> **Provided entries**:
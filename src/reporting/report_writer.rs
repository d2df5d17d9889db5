//! Report writing functionality

use anyhow::{Context, Result};
use chrono::Utc;
use std::fs::File;
use std::io::{BufWriter, Write};
use std::path::Path;

use crate::core::deduplicator::DedupReport;

/// Write a cleanup report to a file
///
/// # Arguments
/// * `output_path` - Path to the report file
/// * `input` - History file that was cleaned
/// * `cleaned` - Where the cleaned file was written, if it was
/// * `report` - Counts gathered by the deduplicator
pub fn write_report(
    output_path: &Path,
    input: &Path,
    cleaned: Option<&Path>,
    report: &DedupReport,
) -> Result<()> {
    let file = File::create(output_path)
        .with_context(|| format!("Failed to create report file {}", output_path.display()))?;
    let mut file = BufWriter::new(file);

    writeln!(file, "Presence History Cleanup Report")?;
    writeln!(file, "===============================")?;
    writeln!(file, "Generated: {}", Utc::now().to_rfc3339())?;
    writeln!(file, "Input: {}", input.display())?;
    match cleaned {
        Some(path) => writeln!(file, "Cleaned file: {}", path.display())?,
        None => writeln!(file, "Cleaned file: (not written)")?,
    }
    writeln!(file)?;

    writeln!(file, "Summary Statistics:")?;
    writeln!(file, "-------------------")?;
    writeln!(file, "  Total dates processed: {}", report.total_days)?;
    writeln!(file, "  Dates with presences: {}", report.days.len())?;
    writeln!(file, "  Dates with duplicates: {}", report.fixed_days().count())?;
    writeln!(file, "  Presences before: {}", report.total_before())?;
    writeln!(file, "  Presences after: {}", report.total_after())?;
    writeln!(file, "  Duplicates removed: {}", report.removed())?;

    if report.total_before() > 0 {
        let dup_pct = (report.removed() as f64 / report.total_before() as f64) * 100.0;
        writeln!(file, "  Duplicate rate: {:.2}%", dup_pct)?;
    }
    writeln!(file)?;

    if report.has_duplicates() {
        writeln!(file, "Breakdown By Date:")?;
        writeln!(file, "------------------")?;
        for day in report.fixed_days() {
            writeln!(
                file,
                "  {}: {} -> {} (removed {})",
                day.date,
                day.before,
                day.after,
                day.removed()
            )?;
        }
    } else {
        writeln!(file, "No duplicates found.")?;
    }

    file.flush()?;
    Ok(())
}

> **Problem requirements**:
Reproduce the listing above exactly as far as the line with "the report file", that line included.

> **Reply to the exercise**:
filename src/reporting/report_writer.rs
repository d2df5d17d9889db5
//! Report writing functionality

use anyhow::{Context, Result};
use chrono::Utc;
use std::fs::File;
use std::io::{BufWriter, Write};
use std::path::Path;

use crate::core::deduplicator::DedupReport;

/// Write a cleanup report to a file
///
/// # Arguments
/// * `output_path` - Path to the report file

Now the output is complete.